# word order in early Modern French or Latin



## Chigch

"and although they lay a quarter of a mile of, yet the peices that lay upon St. Anthonie's steple *were by them dismounted*,"

This is quoted from John Hayward's work, written in 1612.
An interesting feature of this text is that the prepositional phrase precedes the verb, which is awkward in Modern English. 

As for the origin of such a structure, it might be considered as a relic from Old English. However, the number of examples with such a structure was increased after 1500. I suspect whether the increasing of sentences with such a structure was an outcome of the influence of French or Latin of that period (16th~18th). 

Is there anybody knows whether French or Latin of that time had such a structure as mentioned above (Subject + (auxiliary) + PP + verb)?


----------



## Angelo di fuoco

I cannot speak for medieval French or the use of Latin at that time, but this is a perfectly normal construction even in contemporary German.
Modern French admits the following structure: auxiliary verb (adverb) participle (complement of agent). I'm not sure about 17th century French, but I think that such a construction as in your example might have been possible. 

I have only very basic and unsystematic knowledge of Latin, so you should take the following observation with a grain of salt.
The normal way in Classical Latin is 1) subject (=patient) 2) complement of agent in ablative case usually preceded by the preposition a 3) synthetical passive form without auxiliary verb. E. g. liber a discipulo legitur: the book is read by the pupil. For all I know (I'm not completely sure, in later times the past participle usually preceded the auxiliary verb: "passus et sepultus est".


----------



## merquiades

With just a cursory look on google searching "sujet + fut par eux + verbe...", the structure you are interested in, I found thousands of examples in French.  See below some sentences from the first page.  Now, it does sound a bit archaic, historic, and stilted, also perhaps dramatic at times but it nevertheless correct in French.  I believe the structure would have been even more common in 1500.

Il paraît probable que Jacquet fut par eux traîtreusement assassiné.
Il fut par eux mis à la porte.
Borget fut par eux recommandé à leur ami Balzac.
Initialement, l'anarchisme fut par eux vécu comme une variation ou un prolongement de la vision qui était la leur de l'Art.
Qu'aussitôt il désigne Daniel Rousseau qui fut par eux arrêté et conduit au corps de garde des gardes chiourmes.
Et lorsqu'Antiochus fut par eux détrôné.
Le village de Bohas qui appartenait aux Coligny fut par eux inféodé, au XIIIe siècle, aux seigneurs de Buenc ou Bohan


----------



## CapnPrep

Chigch said:


> However, the number of examples with such a structure was increased after 1500.


Just wondering: how do you know this? If it's based on your own corpus work, you could probably adapt your methodology to do the same thing on French texts to see how the trends (if any) line up chronologically.


----------



## fdb

Angelo di fuoco said:


> but this is a perfectly normal construction even in contemporary German.

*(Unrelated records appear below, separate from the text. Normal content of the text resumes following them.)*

//! Integration tests: the transport client against a real WebSocket
//! server on localhost: handshake, ordering, control frames, reconnect
//! and shutdown.

use std::sync::{Arc, Mutex};
use std::time::{Duration, Instant};

use chatbridge_core::{
    BackoffPolicy, BridgeClient, ClientConfig, Diagnostics, codec, OutboundMessage,
};
use futures::{SinkExt, StreamExt};
use tokio::net::{TcpListener, TcpStream};
use tokio_tungstenite::tungstenite::Message;
use tokio_tungstenite::{WebSocketStream, accept_async};

// ── Helpers ──────────────────────────────────────────────────────

#[derive(Default)]
struct RecordingDiagnostics {
    echo: Mutex<Vec<String>>,
}

impl Diagnostics for RecordingDiagnostics {
    fn echo(&self, line: &str) {
        self.echo.lock().unwrap().push(line.to_string());
    }

    fn log(&self, _line: &str) {}
}

/// Bind a listener on an OS-assigned port and return it with its URL.
async fn ephemeral_server() -> (TcpListener, String) {
    let listener = TcpListener::bind("127.0.0.1:0").await.unwrap();
    let addr = listener.local_addr().unwrap();
    (listener, format!("ws://{addr}"))
}

fn fast_config(url: &str, secret: &str) -> ClientConfig {
    ClientConfig {
        backoff: BackoffPolicy {
            initial: Duration::from_millis(50),
            max: Duration::from_millis(200),
        },
        ..ClientConfig::new(url, secret)
    }
}

async fn accept(listener: &TcpListener) -> WebSocketStream<TcpStream> {
    let (stream, _) = tokio::time::timeout(Duration::from_secs(5), listener.accept())
        .await
        .expect("timeout waiting for client")
        .unwrap();
    accept_async(stream).await.unwrap()
}

/// Next text frame, skipping control frames.
async fn next_text(ws: &mut WebSocketStream<TcpStream>) -> String {
    let read = async {
        loop {
            match ws.next().await {
                Some(Ok(Message::Text(text))) => return text,
                Some(Ok(_)) => continue,
                other => panic!("connection ended: {other:?}"),
            }
        }
    };
    tokio::time::timeout(Duration::from_secs(5), read)
        .await
        .expect("timeout waiting for frame")
}

/// Wait for the server side to see the client close the socket.
async fn wait_closed(ws: &mut WebSocketStream<TcpStream>) {
    let closed = tokio::time::timeout(Duration::from_secs(5), async {
        loop {
            match ws.next().await {
                Some(Ok(Message::Close(_))) | None | Some(Err(_)) => return,
                Some(Ok(_)) => continue,
            }
        }
    })
    .await;
    assert!(closed.is_ok(), "client never closed the connection");
}

/// Accept one TCP connection and drop it before the upgrade, so the
/// client's attempt fails ahead of the handshake. Returns when it was
/// accepted.
async fn refuse_upgrade(listener: &TcpListener) -> Instant {
    let (stream, _) = tokio::time::timeout(Duration::from_secs(5), listener.accept())
        .await
        .expect("timeout waiting for client")
        .unwrap();
    let at = Instant::now();
    drop(stream);
    at
}

async fn wait_until(mut cond: impl FnMut() -> bool) {
    let deadline = tokio::time::Instant::now() + Duration::from_secs(5);
    while !cond() {
        assert!(tokio::time::Instant::now() < deadline, "condition not met in time");
        tokio::time::sleep(Duration::from_millis(10)).await;
    }
}

fn command(name: &str, args: &[&str]) -> OutboundMessage {
    let args: Vec<String> = args.iter().map(|a| a.to_string()).collect();
    codec::build_command(name, &args)
}

// ── Handshake and ordering ───────────────────────────────────────

#[tokio::test]
async fn test_hello_is_first_frame() {
    let (listener, url) = ephemeral_server().await;
    let client = BridgeClient::new(fast_config(&url, "s3cret"));

    // Queued before the connection exists.
    client.send(command("come", &["10", "64", "-5"]));
    client.start().unwrap();

    let mut ws = accept(&listener).await;
    assert_eq!(next_text(&mut ws).await, r#"{"type":"hello","v":1,"secret":"s3cret"}"#);
    assert_eq!(
        next_text(&mut ws).await,
        r#"{"type":"command","v":1,"name":"come","args":["10","64","-5"]}"#
    );
    assert!(client.is_connected());

    client.stop().await;
}

#[tokio::test]
async fn test_hello_without_secret() {
    let (listener, url) = ephemeral_server().await;
    let client = BridgeClient::new(fast_config(&url, ""));
    client.start().unwrap();

    let mut ws = accept(&listener).await;
    assert_eq!(next_text(&mut ws).await, r#"{"type":"hello","v":1}"#);

    client.stop().await;
}

#[tokio::test]
async fn test_messages_arrive_in_fifo_order() {
    let (listener, url) = ephemeral_server().await;
    let client = BridgeClient::new(fast_config(&url, ""));
    client.start().unwrap();

    let mut ws = accept(&listener).await;
    next_text(&mut ws).await; // hello

    for i in 0..20 {
        client.send(command("mine", &[&i.to_string()]));
    }
    for i in 0..20 {
        let text = next_text(&mut ws).await;
        let value: serde_json::Value = serde_json::from_str(&text).unwrap();
        assert_eq!(value["args"][0], i.to_string());
    }

    client.stop().await;
}

// ── Control frames ───────────────────────────────────────────────

#[tokio::test]
async fn test_error_frame_surfaces_and_connection_stays_open() {
    let (listener, url) = ephemeral_server().await;
    let diagnostics = Arc::new(RecordingDiagnostics::default());
    let client = BridgeClient::with_diagnostics(fast_config(&url, ""), diagnostics.clone());
    client.start().unwrap();

    let mut ws = accept(&listener).await;
    next_text(&mut ws).await; // hello

    ws.send(Message::Text(r#"{"type":"ack"}"#.into())).await.unwrap();
    ws.send(Message::Text("{not json".into())).await.unwrap();
    ws.send(Message::Text(r#"{"type":"mystery"}"#.into())).await.unwrap();
    ws.send(Message::Text(
        r#"{"type":"error","code":"bad_secret","message":"denied"}"#.into(),
    ))
    .await
    .unwrap();

    wait_until(|| !diagnostics.echo.lock().unwrap().is_empty()).await;
    {
        let echo = diagnostics.echo.lock().unwrap();
        assert_eq!(echo.len(), 1);
        assert!(echo[0].contains("bad_secret"));
        assert!(echo[0].contains("denied"));
    }

    // Same connection still carries traffic.
    client.send(command("follow", &[]));
    assert_eq!(next_text(&mut ws).await, r#"{"type":"command","v":1,"name":"follow"}"#);
    assert!(client.is_connected());

    client.stop().await;
}

// ── Reconnect ────────────────────────────────────────────────────

#[tokio::test]
async fn test_reconnects_after_server_drop() {
    let (listener, url) = ephemeral_server().await;
    let client = BridgeClient::new(fast_config(&url, "k"));
    client.start().unwrap();

    let mut first = accept(&listener).await;
    next_text(&mut first).await;
    wait_until(|| client.is_connected()).await;
    drop(first);

    // A fresh connection repeats the handshake.
    let mut second = accept(&listener).await;
    assert_eq!(next_text(&mut second).await, r#"{"type":"hello","v":1,"secret":"k"}"#);

    client.send(command("hello", &[]));
    assert_eq!(next_text(&mut second).await, r#"{"type":"command","v":1,"name":"hello"}"#);

    client.stop().await;
}

#[tokio::test]
async fn test_oversized_frame_triggers_reconnect() {
    let (listener, url) = ephemeral_server().await;
    let config = ClientConfig {
        max_frame_size: 1024,
        ..fast_config(&url, "")
    };
    let client = BridgeClient::new(config);
    client.start().unwrap();

    let mut first = accept(&listener).await;
    next_text(&mut first).await;
    let huge = format!(r#"{{"type":"ack","pad":"{}"}}"#, "x".repeat(4096));
    first.send(Message::Text(huge)).await.unwrap();

    let mut second = accept(&listener).await;
    assert_eq!(next_text(&mut second).await, r#"{"type":"hello","v":1}"#);

    client.stop().await;
}

#[tokio::test]
async fn test_connect_refused_keeps_retrying() {
    let (listener, url) = ephemeral_server().await;
    let addr = listener.local_addr().unwrap();
    drop(listener);

    let client = BridgeClient::new(fast_config(&url, ""));
    client.start().unwrap();
    tokio::time::sleep(Duration::from_millis(150)).await;
    assert!(client.is_running());
    assert!(!client.is_connected());

    // Endpoint comes up later; the client finds it.
    let listener = TcpListener::bind(addr).await.unwrap();
    let mut ws = accept(&listener).await;
    assert_eq!(next_text(&mut ws).await, r#"{"type":"hello","v":1}"#);

    client.stop().await;
}

#[tokio::test]
async fn test_reconnect_delays_double_then_reset_after_handshake() {
    let (listener, url) = ephemeral_server().await;
    let config = ClientConfig {
        sender_poll: Duration::from_millis(50),
        backoff: BackoffPolicy {
            initial: Duration::from_millis(100),
            max: Duration::from_millis(800),
        },
        ..ClientConfig::new(&url, "")
    };
    let client = BridgeClient::new(config);
    client.start().unwrap();

    let mut attempts = Vec::new();
    for _ in 0..6 {
        attempts.push(refuse_upgrade(&listener).await);
    }
    let gaps: Vec<Duration> = attempts.windows(2).map(|w| w[1] - w[0]).collect();
    for (gap, expected_ms) in gaps.iter().zip([100u64, 200, 400, 800, 800]) {
        let floor = Duration::from_millis(expected_ms * 9 / 10);
        assert!(*gap >= floor, "waited {gap:?}, expected about {expected_ms}ms");
    }
    // Capped at the maximum rather than doubling to 1.6s.
    assert!(gaps[4] < Duration::from_millis(1400), "cap not applied: {:?}", gaps[4]);

    // A completed handshake puts the delay back to the floor.
    let mut ws = accept(&listener).await;
    assert_eq!(next_text(&mut ws).await, r#"{"type":"hello","v":1}"#);
    let dropped = Instant::now();
    drop(ws);

    refuse_upgrade(&listener).await;
    let gap = dropped.elapsed();
    assert!(gap >= Duration::from_millis(90), "reconnected too early: {gap:?}");
    assert!(gap < Duration::from_millis(600), "delay not reset: {gap:?}");

    client.stop().await;
}

// ── Non-blocking send and shutdown ───────────────────────────────

#[tokio::test]
async fn test_send_while_disconnected_returns_immediately() {
    let (listener, url) = ephemeral_server().await;
    drop(listener);

    let client = BridgeClient::new(fast_config(&url, ""));
    client.start().unwrap();

    let started = Instant::now();
    for i in 0..10_000 {
        client.send(command("mine", &[&i.to_string()]));
    }
    assert!(started.elapsed() < Duration::from_secs(1));
    assert!(!client.is_connected());

    client.stop().await;
}

#[tokio::test]
async fn test_dropped_client_stops_reconnecting() {
    let (listener, url) = ephemeral_server().await;
    let client = BridgeClient::new(fast_config(&url, ""));
    client.start().unwrap();

    let mut ws = accept(&listener).await;
    next_text(&mut ws).await;
    wait_until(|| client.is_connected()).await;

    drop(client);
    wait_closed(&mut ws).await;

    // fast_config would retry within 50ms if the lifecycle survived.
    let again = tokio::time::timeout(Duration::from_secs(1), listener.accept()).await;
    assert!(again.is_err(), "dropped client connected again");
}

#[tokio::test]
async fn test_stop_closes_connection_and_is_repeatable() {
    let (listener, url) = ephemeral_server().await;
    let client = BridgeClient::new(fast_config(&url, ""));
    client.start().unwrap();

    let mut ws = accept(&listener).await;
    next_text(&mut ws).await;
    wait_until(|| client.is_connected()).await;

    let stopping = Instant::now();
    client.stop().await;
    assert!(stopping.elapsed() < Duration::from_secs(2));
    assert!(!client.is_connected());
    assert!(!client.is_running());

    wait_closed(&mut ws).await;

    client.stop().await;
    assert!(!client.is_connected());

    // And the client can be started again.
    client.start().unwrap();
    let mut again = accept(&listener).await;
    assert_eq!(next_text(&mut again).await, r#"{"type":"hello","v":1}"#);
    client.stop().await;
}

This is because in German the verb stands at the end of a subordinate clause. I fail to see how this is of any relevance for English, French or Latin, which do not have this rule.


----------



## Angelo di fuoco

Remember Hamlet: "Thou hast thy father much offended."
Germanic word order is not at all irrelevant for English, and the cause for the abovementioned word order in English is not necessarily to be looked for in the influence of Latin or its daughter languages. As I said earlier, in Latin the finite verb followed rather than preceded the participle, which is not at all the usual word order in either English or contemporary Romance languages.


----------



## fdb

Angelo di fuoco said:


> As I said earlier, in Latin the finite verb followed rather than preceded the participle.



Caesar does not agree with you (Gallia est omnis divisa in partes tres).


----------



## Angelo di fuoco

Let's stay within the more relevant Late & Medieval Latin.


----------



## Angelo di fuoco

fdb said:


> This is because in German the verb stands at the end of a subordinate clause. I fail to see how this is of any relevance for English, French or Latin, which do not have this rule.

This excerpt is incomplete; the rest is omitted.